**Problem**
From the records below, return every line containing the word "solvers".

------------

#[cfg(test)]
mod tests {
    use super::*;
    use crate::hw::mock::MockHardware;

    #[test]
    fn rejects_pins_outside_the_mask() {
        let hw = MockHardware::new();
        assert!(matches!(
            Driver::init_dht(&hw, 3, DhtModel::Dht11),
            Err(HwError::PinNotAllowed(3))
        ));
        assert!(matches!(
            Driver::init_switch(&hw, 17, false),
            Err(HwError::PinNotAllowed(17))
        ));
        assert!(Driver::init_switch(&hw, 5, false).is_ok());
    }

    #[test]
    fn dht_answers_both_model_tags() {
        let hw = MockHardware::new();
        let device = Device::new("t1", Driver::init_dht(&hw, 4, DhtModel::Dht22).unwrap());

        assert!(device.kind_matches("dht11"));
        assert!(device.kind_matches("dht22"));
        assert!(!device.kind_matches("ds18x20"));
        assert!(!device.kind_matches("gpio"));
        assert_eq!(device.kind_tag(), "dht22");
    }

    #[test]
    fn one_wire_scan_retries_transient_failures() {
        let hw = MockHardware::new();
        hw.push_scan(Err(HwError::ReadFailed(12)));
        hw.push_scan(Ok(Vec::new()));
        hw.push_scan(Ok(vec![0x28_00_00_01]));

        let driver = Driver::init_ds18x20(&hw, 12, None).unwrap();
        assert!(matches!(driver, Driver::Ds18x20 { address: 0x28_00_00_01, .. }));
        assert_eq!(hw.scans(), 3);
    }

    #[test]
    fn ambiguous_one_wire_bus_fails_without_address() {
        let hw = MockHardware::new();
        hw.push_scan(Ok(vec![0x01, 0x02]));

        assert!(matches!(
            Driver::init_ds18x20(&hw, 12, None),
            Err(HwError::BusAmbiguous { pin: 12, count: 2 })
        ));

        // An explicit address skips the scan entirely.
        let driver = Driver::init_ds18x20(&hw, 12, Some(0x02)).unwrap();
        assert!(matches!(driver, Driver::Ds18x20 { address: 0x02, .. }));
    }

    #[test]
    fn switch_defaults_active_low_and_honours_invert() {
        let hw = MockHardware::new();
        let mut device = Device::new("sw", Driver::init_switch(&hw, 5, false).unwrap());
        // Init parks the output off, which is a high level when active-low.
        assert_eq!(hw.last_level(5), Some(true));

        device.drive(&hw, true);
        assert_eq!(hw.last_level(5), Some(false));
        assert_eq!(device.switch_state(), Some(true));

        device.drive(&hw, false);
        assert_eq!(hw.last_level(5), Some(true));

        let mut inverted = Device::new("sw2", Driver::init_switch(&hw, 4, true).unwrap());
        assert_eq!(hw.last_level(4), Some(false));
        inverted.drive(&hw, true);
        assert_eq!(hw.last_level(4), Some(true));
    }

    #[test]
    fn shutdown_parks_the_output_off() {
        let hw = MockHardware::new();
        let mut device = Device::new("sw", Driver::init_switch(&hw, 5, false).unwrap());
        device.drive(&hw, true);
        device.shutdown(&hw);

        assert_eq!(hw.last_level(5), Some(true));
        assert_eq!(device.switch_state(), Some(false));
    }

    #[test]
    fn sensors_ignore_drive_requests() {
        let hw = MockHardware::new();
        let mut device = Device::new("t1", Driver::init_dht(&hw, 4, DhtModel::Dht11).unwrap());
        assert_eq!(device.drive(&hw, true), None);
        assert!(hw.level_writes().is_empty());
    }

    #[test]
    fn parses_plain_and_rom_addresses() {
        assert_eq!(parse_address("5"), Some((5, None)));
        assert_eq!(parse_address("12:28ff641e"), Some((12, Some(0x28_FF_64_1E))));
        assert_eq!(parse_address(""), None);
        assert_eq!(parse_address("five"), None);
        assert_eq!(parse_address("5:xyz"), None);
    }

    #[test]
    fn calibration_lookup_falls_back_to_kind_defaults() {
        let calibrations: Vec<Calibration> = Vec::new();
        let (value, threshold) = calibrated(&calibrations, "humidity", 48.0, 5.0);
        assert!((value - 48.0).abs() < 1e-9);
        assert!((threshold - 5.0).abs() < 1e-9);
    }
}
use serde::{Deserialize, Serialize};

use crate::value::{Quantity, Value};

/// Which way an actuator moves a reading when switched on.
#[derive(Debug, Clone, Copy, PartialEq, Eq, Serialize, Deserialize)]
#[serde(rename_all = "lowercase")]
pub enum Direction {
    Increase,
    Decrease,
}

impl Direction {
    pub fn sign(self) -> i8 {
        match self {
            Self::Increase => 1,
            Self::Decrease => -1,
        }
    }
}

/// On an actuator: the sensor reading this device reacts to, and in which
/// direction its "on" state moves that reading.
#[derive(Debug, Clone, PartialEq)]
pub struct ChangeRule {
    pub home: String,
    pub zone: String,
    pub device: String,
    pub reading_type: String,
    pub direction: Direction,
}

impl ChangeRule {
    pub fn from_config(config: ChangeRuleConfig, default_home: &str, default_zone: &str) -> Self {
        Self {
            home: config.home.unwrap_or_else(|| default_home.to_string()),
            zone: config.zone.unwrap_or_else(|| default_zone.to_string()),
            device: config.device,
            reading_type: config.reading_type,
            direction: config.direction,
        }
    }

    /// Empty `reading_type` reacts to every type the addressed device produces.
    pub fn matches(&self, home: &str, zone: &str, device: &str, reading_type: &str) -> bool {
        self.home == home
            && self.zone == zone
            && self.device == device
            && (self.reading_type.is_empty() || self.reading_type == reading_type)
    }
}

#[derive(Debug, Clone, Deserialize)]
pub struct ChangeRuleConfig {
    pub home: Option<String>,
    pub zone: Option<String>,
    #[serde(default)]
    pub device: String,
    #[serde(rename = "type", default)]
    pub reading_type: String,
    pub direction: Direction,
}

/// On a sensor: additive offset applied to raw readings of one type, and the
/// hysteresis band used when comparing the reading against its target.
#[derive(Debug, Clone, PartialEq)]
pub struct Calibration {
    pub reading_type: String,
    pub offset: Quantity,
    pub threshold: Quantity,
}

impl Calibration {
    pub fn from_config(config: CalibrationConfig) -> Self {
        Self {
            reading_type: config.reading_type,
            offset: config.offset,
            threshold: config.threshold,
        }
    }

    pub fn matches(&self, reading_type: &str) -> bool {
        self.reading_type == reading_type
    }

    pub fn adjust(&self, value: f64) -> f64 {
        value + self.offset.value.as_f64().unwrap_or(0.0)
    }

    pub fn threshold_value(&self) -> f64 {
        self.threshold.value.as_f64().unwrap_or(0.0)
    }
}

#[derive(Debug, Clone, Deserialize)]
pub struct CalibrationConfig {
    #[serde(rename = "type", default)]
    pub reading_type: String,
    #[serde(rename = "calibration", default)]
    pub offset: Quantity,
    #[serde(default)]
    pub threshold: Quantity,
}

/// Inclusive hysteresis test. Booleans are on target iff equal; numeric and
/// boolean operands never compare against each other.
pub fn within_band(value: Value, target: Value, threshold: f64) -> Option<bool> {
    if let (Some(value), Some(target)) = (value.as_bool(), target.as_bool()) {
        return Some(value == target);
    }

    let value = value.as_f64()?;
    let target = target.as_f64()?;
    Some(value >= target - threshold && value <= target + threshold)
}

/// Sign of the deviation: does the reading need to rise to meet the target?
/// Booleans order as `false < true`.
pub fn wants_increase(value: Value, target: Value) -> Option<bool> {
    if let (Some(value), Some(target)) = (value.as_bool(), target.as_bool()) {
        return Some(!value && target);
    }

    let value = value.as_f64()?;
    let target = target.as_f64()?;
    Some(value < target)
}

pub fn drives_on(direction: Direction, wants_increase: bool) -> bool {
    (direction.sign() > 0) == wants_increase
}
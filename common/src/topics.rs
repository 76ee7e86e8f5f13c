/// Broker-wide subscriptions taken on every (re)connect.
pub const HOME_CONFIG_FILTER: &str = "homes/+/config";
pub const ZONE_CONFIG_FILTER: &str = "homes/+/zones/+/config";
pub const DEVICE_EVENT_FILTER: &str = "homes/+/zones/+/devices/+/+";

/// Topic grammar never exceeds seven slash-separated tokens; anything past
/// that stays glued to the last token and fails shape matching.
pub const MAX_TOPIC_SEGMENTS: usize = 7;

pub fn device_config_filter(home: &str, zone: &str) -> String {
    format!("homes/{home}/zones/{zone}/devices/+/config")
}

pub fn reading_topic(home: &str, zone: &str, device: &str, reading_type: &str) -> String {
    format!("homes/{home}/zones/{zone}/devices/{device}/{reading_type}")
}

pub fn split_topic(topic: &str) -> Vec<&str> {
    topic.splitn(MAX_TOPIC_SEGMENTS, '/').collect()
}

#[derive(Debug, Clone, Copy, PartialEq, Eq)]
pub enum TopicShape<'a> {
    HomeConfig {
        home: &'a str,
    },
    ZoneConfig {
        home: &'a str,
        zone: &'a str,
    },
    /// Device config (`channel == "config"`) or a device reading.
    DeviceMessage {
        home: &'a str,
        zone: &'a str,
        device: &'a str,
        channel: &'a str,
    },
    Other,
}

pub fn classify<'a>(parts: &[&'a str]) -> TopicShape<'a> {
    match parts {
        ["homes", home, "config"] => TopicShape::HomeConfig { home },
        ["homes", home, "zones", zone, "config"] => TopicShape::ZoneConfig { home, zone },
        ["homes", home, "zones", zone, "devices", device, channel] => TopicShape::DeviceMessage {
            home,
            zone,
            device,
            channel,
        },
        _ => TopicShape::Other,
    }
}
#[cfg(test)]
mod tests {
    use super::*;
    use crate::value::Value;
    use chrono::TimeZone;

    fn utc(y: i32, mo: u32, d: u32, h: u32, mi: u32, s: u32) -> DateTime<Utc> {
        Utc.with_ymd_and_hms(y, mo, d, h, mi, s).unwrap()
    }

    fn target_config(device: &str, reading_type: &str, value: f64) -> DeviceTargetConfig {
        DeviceTargetConfig {
            home: None,
            zone: None,
            device: device.to_string(),
            reading_type: reading_type.to_string(),
            value: Quantity {
                value: Value::Float(value),
                unit: "celsius".to_string(),
            },
        }
    }

    fn schedule(days: &[i64], start: &str, device: &str, value: f64) -> Schedule {
        Schedule::from_config(
            ScheduleConfig {
                days: days.to_vec(),
                start: Some(start.to_string()),
                changes: vec![target_config(device, "temperature", value)],
            },
            "h1",
            "z1",
        )
        .unwrap()
    }

    fn override_window(start: &str, end: &str, device: &str, value: f64) -> Override {
        Override::from_config(
            OverrideConfig {
                start: Some(start.to_string()),
                end: Some(end.to_string()),
                changes: vec![target_config(device, "temperature", value)],
            },
            "h1",
            "z1",
        )
        .unwrap()
    }

    fn resolve_t1(program: &ZoneProgram, now: DateTime<Utc>) -> Option<f64> {
        program
            .resolve(now, chrono_tz::UTC, "h1", "z1", "t1", "temperature")
            .and_then(|target| target.value.value.as_f64())
    }

    #[test]
    fn later_schedule_of_the_day_wins() {
        let mut program = ZoneProgram::default();
        program.set_schedules(vec![
            schedule(&[0, 1, 2, 3, 4, 5, 6], "06:00", "t1", 21.0),
            schedule(&[0, 1, 2, 3, 4, 5, 6], "22:00", "t1", 17.0),
        ]);

        // Jan 5 2026 is a Monday.
        assert_eq!(resolve_t1(&program, utc(2026, 1, 5, 12, 0, 0)), Some(21.0));
        assert_eq!(resolve_t1(&program, utc(2026, 1, 5, 23, 0, 0)), Some(17.0));
        // Before the first start of the day nothing applies.
        assert_eq!(resolve_t1(&program, utc(2026, 1, 5, 5, 59, 0)), None);
    }

    #[test]
    fn schedule_start_minute_is_inclusive() {
        let mut program = ZoneProgram::default();
        program.set_schedules(vec![schedule(&[1], "08:30", "t1", 20.0)]);

        assert_eq!(resolve_t1(&program, utc(2026, 1, 5, 8, 30, 0)), Some(20.0));
        assert_eq!(resolve_t1(&program, utc(2026, 1, 5, 8, 29, 59)), None);
    }

    #[test]
    fn day_bitmask_counts_sunday_as_zero() {
        let mut program = ZoneProgram::default();
        program.set_schedules(vec![schedule(&[0], "00:00", "t1", 19.0)]);

        // Jan 4 2026 is a Sunday, Jan 5 a Monday.
        assert_eq!(resolve_t1(&program, utc(2026, 1, 4, 12, 0, 0)), Some(19.0));
        assert_eq!(resolve_t1(&program, utc(2026, 1, 5, 12, 0, 0)), None);
    }

    #[test]
    fn schedule_matching_uses_the_configured_timezone() {
        let mut program = ZoneProgram::default();
        program.set_schedules(vec![schedule(&[1], "08:00", "t1", 20.0)]);
        let tz: Tz = "America/New_York".parse().unwrap();

        // 12:30 UTC on Jan 5 is 07:30 in New York: not yet active.
        let early = program.resolve(utc(2026, 1, 5, 12, 30, 0), tz, "h1", "z1", "t1", "temperature");
        assert!(early.is_none());

        // 13:30 UTC is 08:30 local.
        let late = program.resolve(utc(2026, 1, 5, 13, 30, 0), tz, "h1", "z1", "t1", "temperature");
        assert!(late.is_some());
    }

    #[test]
    fn overrides_beat_schedules() {
        let mut program = ZoneProgram::default();
        program.set_schedules(vec![schedule(&[0, 1, 2, 3, 4, 5, 6], "00:00", "t1", 21.0)]);
        program.set_overrides(vec![override_window(
            "2026-01-05T10:00:00Z",
            "2026-01-05T12:00:00Z",
            "t1",
            18.0,
        )]);

        assert_eq!(resolve_t1(&program, utc(2026, 1, 5, 11, 0, 0)), Some(18.0));
        assert_eq!(resolve_t1(&program, utc(2026, 1, 5, 13, 0, 0)), Some(21.0));
    }

    #[test]
    fn override_window_is_start_inclusive_end_exclusive() {
        let entry = override_window("2026-01-05T10:00:00Z", "2026-01-05T12:00:00Z", "t1", 18.0);

        assert!(entry.contains(utc(2026, 1, 5, 10, 0, 0)));
        assert!(entry.contains(utc(2026, 1, 5, 11, 59, 59)));
        assert!(!entry.contains(utc(2026, 1, 5, 12, 0, 0)));
        assert!(!entry.contains(utc(2026, 1, 5, 9, 59, 59)));
    }

    #[test]
    fn last_matching_override_wins() {
        let mut program = ZoneProgram::default();
        program.set_overrides(vec![
            override_window("2026-01-05T08:00:00Z", "2026-01-05T20:00:00Z", "t1", 16.0),
            override_window("2026-01-05T10:00:00Z", "2026-01-05T12:00:00Z", "t1", 18.0),
        ]);

        assert_eq!(resolve_t1(&program, utc(2026, 1, 5, 11, 0, 0)), Some(18.0));
        assert_eq!(resolve_t1(&program, utc(2026, 1, 5, 15, 0, 0)), Some(16.0));
    }

    #[test]
    fn lists_stay_sorted_after_replacement() {
        let mut program = ZoneProgram::default();
        program.set_schedules(vec![
            schedule(&[1], "18:00", "t1", 17.0),
            schedule(&[1], "06:30", "t1", 21.0),
            schedule(&[1], "06:00", "t1", 20.0),
        ]);
        let keys: Vec<_> = program.schedules().iter().map(Schedule::start_key).collect();
        assert_eq!(keys, vec![(6, 0), (6, 30), (18, 0)]);

        program.set_overrides(vec![
            override_window("2026-01-06T00:00:00Z", "2026-01-07T00:00:00Z", "t1", 15.0),
            override_window("2026-01-05T00:00:00Z", "2026-01-06T00:00:00Z", "t1", 16.0),
        ]);
        let starts: Vec<_> = program.overrides().iter().map(|entry| entry.start).collect();
        assert!(starts.windows(2).all(|pair| pair[0] <= pair[1]));
    }

    #[test]
    fn empty_type_target_acts_as_wildcard() {
        let mut program = ZoneProgram::default();
        let config = ScheduleConfig {
            days: vec![0, 1, 2, 3, 4, 5, 6],
            start: Some("00:00".to_string()),
            changes: vec![DeviceTargetConfig {
                home: None,
                zone: None,
                device: "sw1".to_string(),
                reading_type: String::new(),
                value: Quantity {
                    value: Value::Bool(true),
                    unit: String::new(),
                },
            }],
        };
        program.set_schedules(vec![Schedule::from_config(config, "h1", "z1").unwrap()]);

        let target =
            program.resolve(utc(2026, 1, 5, 9, 0, 0), chrono_tz::UTC, "h1", "z1", "sw1", "switch");
        assert_eq!(target.unwrap().value.value, Value::Bool(true));
    }

    #[test]
    fn targets_for_other_homes_do_not_leak() {
        let mut program = ZoneProgram::default();
        let config = ScheduleConfig {
            days: vec![0, 1, 2, 3, 4, 5, 6],
            start: Some("00:00".to_string()),
            changes: vec![DeviceTargetConfig {
                home: Some("h2".to_string()),
                zone: None,
                device: "t1".to_string(),
                reading_type: "temperature".to_string(),
                value: Quantity::default(),
            }],
        };
        program.set_schedules(vec![Schedule::from_config(config, "h1", "z1").unwrap()]);

        assert!(resolve_t1(&program, utc(2026, 1, 5, 9, 0, 0)).is_none());
    }

    #[test]
    fn malformed_start_is_rejected_but_missing_start_means_midnight() {
        let bad = ScheduleConfig {
            days: vec![1],
            start: Some("25:99".to_string()),
            changes: Vec::new(),
        };
        assert!(Schedule::from_config(bad, "h1", "z1").is_none());

        let missing = ScheduleConfig {
            days: vec![1],
            start: None,
            changes: Vec::new(),
        };
        let schedule = Schedule::from_config(missing, "h1", "z1").unwrap();
        assert_eq!(schedule.start_key(), (0, 0));
    }

    #[test]
    fn override_without_end_collapses_to_start() {
        let config = OverrideConfig {
            start: Some("2026-01-05T10:00:00Z".to_string()),
            end: None,
            changes: Vec::new(),
        };
        let entry = Override::from_config(config, "h1", "z1").unwrap();
        assert!(!entry.contains(utc(2026, 1, 5, 10, 0, 0)));
    }
}
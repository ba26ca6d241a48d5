//! Stochastic gradient descent, plain and averaged.
//!
//! Plain SGD uses the closed-form rate `gamma / (1 + gamma·lambda·k)`;
//! the averaged variant slows the decay to the 0.75 power and reports the
//! running average of the iterates collected over the second half of the
//! run.
use crate::optimization::{
    average::RunningVector,
    problem::Problem,
    stoch::{finite_update, StochOptions, StochSolver},
    types::{Point, Scalar},
};

pub(crate) struct SgSolver {
    gamma: Scalar,
    lambda: Scalar,
    averaged: bool,
    /// First global iteration that feeds the average (averaged mode).
    halfway: usize,
    xavg: RunningVector,
}

impl SgSolver {
    pub(crate) fn plain(opts: &StochOptions) -> Self {
        Self {
            gamma: opts.alpha0,
            lambda: opts.decay,
            averaged: false,
            halfway: 0,
            xavg: RunningVector::new(0),
        }
    }

    pub(crate) fn averaged(opts: &StochOptions, dimensions: usize) -> Self {
        Self {
            gamma: opts.alpha0,
            lambda: opts.decay,
            averaged: true,
            halfway: opts.total_iterations() / 2,
            xavg: RunningVector::new(dimensions),
        }
    }
}

impl StochSolver for SgSolver {
    fn iterate(&mut self, problem: &Problem, x: &mut Point, k: usize) {
        let (f, g) = problem.eval_grad(x);
        if !finite_update(f, &g) {
            return;
        }

        let base = 1.0 + self.gamma * self.lambda * k as Scalar;
        let alpha = if self.averaged {
            self.gamma / base.powf(0.75)
        } else {
            self.gamma / base
        };

        x.scaled_add(-alpha, &g);
        if self.averaged && k >= self.halfway {
            self.xavg.update(x, 1.0);
        }
    }

    fn monitored(&self, x: &Point) -> Point {
        if self.averaged && self.xavg.weights_sum() > 0.0 {
            self.xavg.average().clone()
        } else {
            x.clone()
        }
    }
}

#[cfg(test)]
mod tests {
    use ndarray::array;

    use super::*;
    use crate::optimization::{stoch::StochOptimizer, types::Point};

    fn parabola() -> Problem {
        Problem::with_gradient(
            || 1,
            |x: &Point| (x[0] - 3.0) * (x[0] - 3.0),
            |x: &Point| ((x[0] - 3.0) * (x[0] - 3.0), array![2.0 * (x[0] - 3.0)]),
        )
    }

    // Purpose: the plain rate follows gamma / (1 + gamma·lambda·k).
    // Given: gamma = 0.5, lambda = 2 and one step at k = 1 from a point
    //        with gradient −6.
    // Expect: x moves by alpha·6 with alpha = 0.5/(1 + 1) = 0.25.
    #[test]
    fn plain_rate_follows_closed_form() {
        let problem = parabola();
        let opts = StochOptions::new(StochOptimizer::Sg, 1, 1, 0.5, 2.0).unwrap();
        let mut solver = SgSolver::plain(&opts);
        let mut x = array![0.0];

        solver.iterate(&problem, &mut x, 1);
        assert!((x[0] - 0.25 * 6.0).abs() < 1e-12);
    }

    // Purpose: averaging only starts halfway through the run.
    // Given: a 4-iteration run.
    // Expect: no average before k = 2, a nonzero weight sum afterwards.
    #[test]
    fn averaging_starts_halfway() {
        let problem = parabola();
        let opts = StochOptions::new(StochOptimizer::Asg, 2, 2, 0.1, 0.0).unwrap();
        let mut solver = SgSolver::averaged(&opts, 1);
        let mut x = array![0.0];

        solver.iterate(&problem, &mut x, 0);
        solver.iterate(&problem, &mut x, 1);
        assert_eq!(solver.xavg.weights_sum(), 0.0);
        assert_eq!(solver.monitored(&x), x);

        solver.iterate(&problem, &mut x, 2);
        solver.iterate(&problem, &mut x, 3);
        assert_eq!(solver.xavg.weights_sum(), 2.0);
    }
}
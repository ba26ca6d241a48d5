//! optimization — unconstrained smooth solvers over closure problems.
//!
//! Purpose
//! -------
//! Minimize objectives described by closures ([`problem::Problem`])
//! with batch solvers (GD, CGD, L-BFGS behind [`batch::minimize_batch`])
//! or stochastic solvers (the SGD family behind
//! [`stoch::minimize_stoch`]), all reporting through one
//! [`state::State`] carrying the terminal status, iteration count, and
//! evaluation counters.
//!
//! Key behaviors
//! -------------
//! - Gradients are analytic when supplied, central finite differences
//!   otherwise; [`problem::Problem::grad_accuracy`] cross-checks the two.
//! - Batch runs iterate direction → line search → acceptance until the
//!   scale-invariant criterion `||g||_inf / (1 + |f|)` drops below
//!   epsilon, the line search fails, the caller cancels, or the budget
//!   runs out.
//! - Stochastic runs monitor once per epoch and never let a non-finite
//!   inner update poison the iterate.
//!
//! Conventions
//! -----------
//! - Vectors are `ndarray::Array1<f64>` behind the [`types`] aliases.
//! - Configuration is validated eagerly: every `Options::new` and
//!   builder-style setter returns [`errors::OptResult`].
//! - This module and its children never intentionally panic in non-test
//!   code and use no `unsafe`.
//!
//! Downstream usage
//! ----------------
//! Most callers only need the re-exports below (or the crate prelude):
//! build a `Problem`, pick `BatchOptions` or `StochOptions`, and call the
//! matching `minimize_*` function.
//!
//! Testing notes
//! -------------
//! Unit tests live next to each submodule; the integration test drives a
//! full pipeline (parallel loss accumulation feeding a batch solver).

pub mod average;
pub mod batch;
pub mod errors;
pub mod interpolation;
pub mod linesearch;
#[cfg(feature = "obs_slog")]
pub(crate) mod observer;
pub mod problem;
pub mod state;
pub mod stoch;
pub mod types;
pub mod validation;

// ---- Re-exports (primary public surface) ----------------------------------

pub use self::batch::{
    minimize_batch, minimize_batch_logged, BatchOptimizer, BatchOptions, CgdUpdate,
};
pub use self::errors::{OptError, OptResult};
pub use self::problem::Problem;
pub use self::state::{State, Status};
pub use self::stoch::{
    minimize_stoch, minimize_stoch_logged, DecaySchedule, RestartPolicy, StochOptimizer,
    StochOptions,
};
pub use self::types::{Grad, Point, Scalar};

// ---- Optional convenience prelude for downstream crates -------------------
//
// Downstream crates can write
//
//     use descent::optimization::prelude::*;
//
// to import the solver surface in a single line.

pub mod prelude {
    pub use super::batch::{minimize_batch, minimize_batch_logged, BatchOptimizer, BatchOptions};
    pub use super::errors::{OptError, OptResult};
    pub use super::linesearch::{LsInitializer, LsStrategy};
    pub use super::problem::Problem;
    pub use super::state::{State, Status};
    pub use super::stoch::{minimize_stoch, minimize_stoch_logged, StochOptimizer, StochOptions};
    pub use super::types::{Grad, Point, Scalar};
}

------------

**Reply**
//! optimization — unconstrained smooth solvers over closure problems.
//! with batch solvers (GD, CGD, L-BFGS behind [`batch::minimize_batch`])
//! or stochastic solvers (the SGD family behind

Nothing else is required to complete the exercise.